19/04/2021 às 09h15min - Atualizada em 19/04/2021 às 09h15min

A vacina e a vida represada

A vacinação dos idosos revelando o desespero pela liberdade

- Everaldo Barreto Moura é Pensador e professor de Filosofia
Filosofia na Veia
O fato da vacina evitar o adoecimento e suas complicações maioresjá representa um grande alívio. Foto: ilustração Web.


A vacinação de pessoas com mais de 60 anos transparece nas ruas. Uma sensação de alívio muito grande, por que além de serem mais ameaçadas e vulneráveis, as pessoas idosas também são mais fortemente atingidas,no campo emocional,devido ao distanciamento social imposto no enfrentamento à pandemia.

O curso natural da vida impõe aos idosos um certo isolamento social da própria família. Os filhos se emancipam, formando seu próprio núcleo familiar e se ocupam majoritariamente dos desafios próprios: competição social, formação, educação dos filhos, dentre tantas outras atividades.

Aos idosos restam apenas aqueles maravilhosos momentos de lazer, de encontros familiares de final de semana,ou ainda para os mais afortunados, os netinhos para levar à escola, ao parque, ao shopping, ou simplesmente fazer companhia.
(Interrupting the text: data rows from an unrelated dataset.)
use super::{SocketCapability, SocketId, StatsSnapshot};
use crate::Result;

use async_trait::async_trait;
use std::net::SocketAddr;
use std::sync::Mutex;
use std::sync::atomic::{AtomicU64, Ordering};
use std::time::Duration;
use tokio::net::UdpSocket;
use tokio::time::timeout;
use tracing::{debug, info};

/// Capability adapter over a UDP socket
///
/// Caller mode targets a fixed remote address. Listener mode binds locally
/// and latches the peer address from the first datagram it receives; writes
/// before a peer is known are accepted as zero-byte sends.
pub struct UdpCapability {
    id: SocketId,
    socket: UdpSocket,
    peer: Mutex<Option<SocketAddr>>,
    bytes_in: AtomicU64,
    bytes_out: AtomicU64,
}

impl UdpCapability {
    /// Binds an ephemeral local port and targets `remote`
    pub async fn caller(remote: SocketAddr) -> Result<Self> {
        let bind_addr: SocketAddr = if remote.is_ipv4() {
            "0.0.0.0:0".parse().expect("valid wildcard address")
        } else {
            "[::]:0".parse().expect("valid wildcard address")
        };
        let socket = UdpSocket::bind(bind_addr).await?;
        debug!(local = %socket.local_addr()?, %remote, "udp caller socket bound");
        Ok(Self {
            id: SocketId::next(),
            socket,
            peer: Mutex::new(Some(remote)),
            bytes_in: AtomicU64::new(0),
            bytes_out: AtomicU64::new(0),
        })
    }

    /// Binds `local` and waits for the first peer to show up
    pub async fn listener(local: SocketAddr) -> Result<Self> {
        let socket = UdpSocket::bind(local).await?;
        debug!(local = %socket.local_addr()?, "udp listener socket bound");
        Ok(Self {
            id: SocketId::next(),
            socket,
            peer: Mutex::new(None),
            bytes_in: AtomicU64::new(0),
            bytes_out: AtomicU64::new(0),
        })
    }

    /// Local address the socket is bound to
    pub fn local_addr(&self) -> Result<SocketAddr> {
        Ok(self.socket.local_addr()?)
    }

    fn current_peer(&self) -> Option<SocketAddr> {
        *self.peer.lock().expect("udp peer lock poisoned")
    }
}

#[async_trait]
impl SocketCapability for UdpCapability {
    fn id(&self) -> SocketId {
        self.id
    }

    /// Receives one datagram. An elapsed timeout or an empty datagram yields
    /// `Ok(0)`, which callers treat as a spurious wake.
    async fn read(&self, buf: &mut [u8], read_timeout: Option<Duration>) -> Result<usize> {
        let (n, from) = match read_timeout {
            Some(limit) => match timeout(limit, self.socket.recv_from(buf)).await {
                Ok(res) => res?,
                Err(_) => return Ok(0),
            },
            None => self.socket.recv_from(buf).await?,
        };

        let mut peer = self.peer.lock().expect("udp peer lock poisoned");
        if peer.is_none() {
            info!(%from, "udp peer latched from first datagram");
            *peer = Some(from);
        }
        drop(peer);

        self.bytes_in.fetch_add(n as u64, Ordering::Relaxed);
        Ok(n)
    }

    /// Sends one datagram to the known peer. With no peer latched yet the
    /// data is dropped and a zero-byte send is reported.
    async fn write(&self, buf: &[u8]) -> Result<usize> {
        let Some(peer) = self.current_peer() else {
            debug!(size = buf.len(), "udp write before a peer is known, dropping");
            return Ok(0);
        };

        let n = self.socket.send_to(buf, peer).await?;
        self.bytes_out.fetch_add(n as u64, Ordering::Relaxed);
        Ok(n)
    }

    fn snapshot(&self) -> StatsSnapshot {
        StatsSnapshot {
            bytes_in: self.bytes_in.load(Ordering::Relaxed),
            bytes_out: self.bytes_out.load(Ordering::Relaxed),
        }
    }
}

#[cfg(test)]
mod tests {
    use super::*;

    #[tokio::test]
    async fn listener_latches_peer_and_replies() {
        let listener = UdpCapability::listener("127.0.0.1:0".parse().unwrap())
            .await
            .unwrap();
        let listener_addr = listener.local_addr().unwrap();

        let remote = UdpSocket::bind("127.0.0.1:0").await.unwrap();
        remote.send_to(b"ping", listener_addr).await.unwrap();

        let mut buf = [0u8; 16];
        let n = listener.read(&mut buf, None).await.unwrap();
        assert_eq!(&buf[..n], b"ping");

        let written = listener.write(b"pong").await.unwrap();
        assert_eq!(written, 4);

        let mut reply = [0u8; 16];
        let (n, _) = remote.recv_from(&mut reply).await.unwrap();
        assert_eq!(&reply[..n], b"pong");
    }

    #[tokio::test]
    async fn write_without_peer_is_dropped() {
        let listener = UdpCapability::listener("127.0.0.1:0".parse().unwrap())
            .await
            .unwrap();
        let written = listener.write(b"lost").await.unwrap();
        assert_eq!(written, 0);
        assert_eq!(listener.snapshot().bytes_out, 0);
    }

    #[tokio::test]
    async fn read_timeout_is_a_spurious_wake() {
        let listener = UdpCapability::listener("127.0.0.1:0".parse().unwrap())
            .await
            .unwrap();
        let mut buf = [0u8; 16];
        let n = listener
            .read(&mut buf, Some(Duration::from_millis(20)))
            .await
            .unwrap();
        assert_eq!(n, 0);
    }
}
A pandemia que vivemos a mais de um ano tirou desses, que pouco tinham, até mesmo esse pouco. Muitos idosos estão a mais de ano sem o abraço dos seus queridos, sejam dos mais velhos, ou aqueles mais espontâneos e apertados das crianças, que funcionam como o principal alimento de suas almas já cansadas das trilhas de luta da vida e em seu momento de renovação de valores e prioridades.
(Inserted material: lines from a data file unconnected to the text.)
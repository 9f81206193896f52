//! The relay orchestrator
//!
//! Wires up one or two pumps over a pair of capabilities and owns their
//! concurrent execution. The forward pump runs on the calling task; the
//! reverse pump, when bidirectional mode is on, runs on a spawned task and
//! is always joined before this call returns.

use crate::capability::SocketCapability;
use crate::config::RelayConfig;
use crate::pump::{Direction, pump};
use crate::Result;

use std::sync::Arc;
use tokio_util::sync::CancellationToken;
use tracing::debug;

/// Runs one relay cycle's pumps over an established pair of capabilities.
///
/// Returns only after both directions have terminated. A fatal error in one
/// direction does not cancel the sibling pump; each direction ends on its
/// own error or on shared cancellation, and the forward direction's error is
/// reported first when both failed.
pub async fn run(
    src: Arc<dyn SocketCapability>,
    dst: Arc<dyn SocketCapability>,
    cfg: &RelayConfig,
    cancel: CancellationToken,
) -> Result<()> {
    let backward = cfg.bidirectional.then(|| {
        tokio::spawn(pump(
            dst.clone(),
            src.clone(),
            cfg.message_size,
            Direction::Backward,
            cancel.clone(),
        ))
    });

    let forward = pump(src, dst, cfg.message_size, Direction::Forward, cancel).await;

    let backward = match backward {
        Some(handle) => handle.await?,
        None => Ok(()),
    };

    debug!("both relay directions terminated");
    forward.and(backward)
}

#[cfg(test)]
mod tests {
    use super::*;
    use crate::RelayError;
    use crate::testing::{ReadStep, ScriptedCapability};
    use std::io;
    use std::time::Duration;
    use tokio::time::timeout;

    fn config(bidirectional: bool) -> RelayConfig {
        RelayConfig {
            message_size: 1024,
            bidirectional,
            ..RelayConfig::default()
        }
    }

    #[tokio::test]
    async fn unidirectional_never_reads_the_destination() {
        let src = ScriptedCapability::new(vec![
            ReadStep::Data(b"payload".to_vec()),
            ReadStep::Fail(io::ErrorKind::BrokenPipe),
        ]);
        // Any read from dst would consume this step; it must stay untouched.
        let dst = ScriptedCapability::new(vec![ReadStep::Data(b"reverse".to_vec())]);

        let result = run(
            src.clone(),
            dst.clone(),
            &config(false),
            CancellationToken::new(),
        )
        .await;

        assert!(result.is_err());
        assert_eq!(dst.writes(), vec![b"payload".to_vec()]);
        assert_eq!(src.writes().len(), 0);
        assert_eq!(dst.remaining_reads(), 1);
    }

    #[tokio::test]
    async fn bidirectional_pumps_both_directions() {
        let src = ScriptedCapability::new(vec![
            ReadStep::Data(b"forward".to_vec()),
            ReadStep::Fail(io::ErrorKind::BrokenPipe),
        ]);
        let dst = ScriptedCapability::new(vec![
            ReadStep::Data(b"reverse".to_vec()),
            ReadStep::Fail(io::ErrorKind::BrokenPipe),
        ]);

        let result = run(
            src.clone(),
            dst.clone(),
            &config(true),
            CancellationToken::new(),
        )
        .await;

        assert!(result.is_err());
        assert_eq!(dst.writes(), vec![b"forward".to_vec()]);
        assert_eq!(src.writes(), vec![b"reverse".to_vec()]);
    }

    // Pins the preserved design choice: one direction's fatal error leaves
    // the sibling pump running until its own script ends.
    #[tokio::test]
    async fn one_sided_error_does_not_stop_reverse_pump() {
        let src = ScriptedCapability::new(vec![ReadStep::Fail(io::ErrorKind::ConnectionReset)]);
        let dst = ScriptedCapability::new(vec![
            ReadStep::Data(b"one".to_vec()),
            ReadStep::Data(b"two".to_vec()),
            ReadStep::Data(b"three".to_vec()),
            ReadStep::Fail(io::ErrorKind::BrokenPipe),
        ]);

        let result = timeout(
            Duration::from_secs(1),
            run(
                src.clone(),
                dst.clone(),
                &config(true),
                CancellationToken::new(),
            ),
        )
        .await
        .expect("run returns once both directions ended");

        // Forward failed first and its error is the one reported; the
        // reverse direction still delivered its whole script.
        assert!(matches!(result, Err(RelayError::Capability(_))));
        assert_eq!(
            src.writes(),
            vec![b"one".to_vec(), b"two".to_vec(), b"three".to_vec()]
        );
    }

    #[tokio::test]
    async fn cancellation_terminates_both_directions() {
        // Both scripts empty: both pumps block in their reads immediately.
        let src = ScriptedCapability::new(vec![]);
        let dst = ScriptedCapability::new(vec![]);
        let cancel = CancellationToken::new();

        let run_task = tokio::spawn({
            let cancel = cancel.clone();
            let (src, dst) = (src.clone(), dst.clone());
            async move { run(src, dst, &config(true), cancel).await }
        });

        tokio::time::sleep(Duration::from_millis(20)).await;
        cancel.cancel();

        let result = timeout(Duration::from_secs(1), run_task)
            .await
            .expect("orchestrator exits promptly after cancellation")
            .unwrap();
        assert!(result.is_ok());
    }
}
Esse primeiro mês de vacinação traz para essa população idosa uma significação muito maior que a proteção contra a doença, a possibilidade de reinserção naquilo que, nesse momento de suas vidas, é o mais significativo para eles. A condição de possibilidade de sentir a vida pulsar nas emoções relacionais carinhosas e, por que não dizer, alimentadoras de suas vidas, que demonstram sua continuidade e apelam para sua participação.
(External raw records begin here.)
//! Stats lifecycle hookpoints and the CSV report writer
//!
//! The supervisor registers both capabilities with a [`StatsCollector`] when
//! a cycle enters relaying and deregisters them once both pumps have
//! terminated, so the collector never observes a socket that a pump might
//! still be using. Collectors only call [`SocketCapability::snapshot`]; the
//! capability is read-only to them.

use crate::capability::{SocketCapability, SocketId};
use crate::{RelayError, Result};

use std::collections::HashMap;
use std::fmt::Write as _;
use std::path::Path;
use std::sync::{Arc, Mutex};
use std::time::{Duration, SystemTime, UNIX_EPOCH};
use tokio::fs::File;
use tokio::io::AsyncWriteExt;
use tokio_util::sync::CancellationToken;
use tracing::{debug, error};

/// Lifecycle hookpoints bracketing a connection's active lifetime
pub trait StatsCollector: Send + Sync {
    /// Called when a connection enters active relaying
    fn add_socket(&self, socket: Arc<dyn SocketCapability>);

    /// Called after every pump using the connection has terminated
    fn remove_socket(&self, id: SocketId);
}

type Registry = Arc<Mutex<HashMap<SocketId, Arc<dyn SocketCapability>>>>;

/// Periodic CSV report of per-socket byte counters
///
/// Appends one line per registered socket every `interval`
/// (`timestamp_ms,socket_id,bytes_in,bytes_out`). The background task stops
/// when the writer is dropped.
pub struct CsvStatsWriter {
    registry: Registry,
    cancel: CancellationToken,
}

impl CsvStatsWriter {
    /// Creates the report file, writes the header and starts the reporting
    /// task
    pub async fn create(path: impl AsRef<Path>, interval: Duration) -> Result<Self> {
        let mut file = File::create(path.as_ref()).await.map_err(RelayError::Stats)?;
        file.write_all(b"timestamp_ms,socket_id,bytes_in,bytes_out\n")
            .await
            .map_err(RelayError::Stats)?;
        file.flush().await.map_err(RelayError::Stats)?;

        let registry: Registry = Arc::new(Mutex::new(HashMap::new()));
        let cancel = CancellationToken::new();
        tokio::spawn(report_loop(
            file,
            registry.clone(),
            interval,
            cancel.clone(),
        ));

        Ok(Self { registry, cancel })
    }
}

impl StatsCollector for CsvStatsWriter {
    fn add_socket(&self, socket: Arc<dyn SocketCapability>) {
        debug!(id = %socket.id(), "socket registered for stats");
        self.registry
            .lock()
            .expect("stats registry lock poisoned")
            .insert(socket.id(), socket);
    }

    fn remove_socket(&self, id: SocketId) {
        debug!(%id, "socket deregistered from stats");
        self.registry
            .lock()
            .expect("stats registry lock poisoned")
            .remove(&id);
    }
}

impl Drop for CsvStatsWriter {
    fn drop(&mut self) {
        self.cancel.cancel();
    }
}

async fn report_loop(
    mut file: File,
    registry: Registry,
    period: Duration,
    cancel: CancellationToken,
) {
    let mut ticker = tokio::time::interval(period);
    ticker.set_missed_tick_behavior(tokio::time::MissedTickBehavior::Skip);
    // The first tick of an interval fires immediately; consume it so the
    // first report lands one period in.
    ticker.tick().await;

    loop {
        tokio::select! {
            _ = cancel.cancelled() => break,
            _ = ticker.tick() => {}
        }

        // Snapshot under the lock, write outside it.
        let snapshots: Vec<_> = registry
            .lock()
            .expect("stats registry lock poisoned")
            .iter()
            .map(|(id, socket)| (*id, socket.snapshot()))
            .collect();

        if snapshots.is_empty() {
            continue;
        }

        let timestamp_ms = SystemTime::now()
            .duration_since(UNIX_EPOCH)
            .unwrap_or_default()
            .as_millis();

        let mut report = String::new();
        for (id, snapshot) in snapshots {
            let _ = writeln!(
                report,
                "{timestamp_ms},{id},{},{}",
                snapshot.bytes_in, snapshot.bytes_out
            );
        }

        if let Err(e) = file.write_all(report.as_bytes()).await {
            error!(error = %e, "failed to write stats report, stopping");
            break;
        }
        if let Err(e) = file.flush().await {
            error!(error = %e, "failed to flush stats report, stopping");
            break;
        }
    }
}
Apesar de sabermos que a vacina não imuniza completamente, o fato dela evitar o adoecimento e suas complicações maioresjá representa um grande alívio.Também temos consciência de que o normal que construiremos não será um retorno ao modo de vida que tínhamos antes de tudo isso.

O vírus continuará circulando, se reinventando, se fortalecendo e nos ameaçando entretanto, a conquista de uma segurança relativa a essas complicações nos possibilitará pelo menos, o convívio familiar,que certamente importa em qualidade de vida e saúde mental para uma maior e mais qualificada longevidade.

Conter as irreverências desse público especial, que muito se rebelou aos critérios de prevenção, sabendo que com o início da vacinação, mesmo só com a primeira dose, muitos já se arvoram à liberdade de circulação, não é tarefa simples.

Aguardar os trinta dias após a segunda dose para uma efetiva proteção é a recomendação, como a sabedoria popular nos diz: “prudência e canja de galinha nunca fez mal a ninguém”. Afinal, pelo menos agora, vemos “uma luz ao fim do túnel”.

Por fim, acima de tudo para os mais idosos valem as palavras de Cícero, Séc. I a.C. com meus realces:

À velhice não é inacessível o prazer, a criatividade ou ação, há moderação, substituição, liberação de paixões, amadurecimento de sentimentos, etc. as pessoas passam a viver mais consigo mesmas, num modo de viver mais tranquilo, aproveitando mais de sua sabedoria, clarividência, discernimento,ao que eu acrescentaria: “tempo disponível” para desfrutar das relações.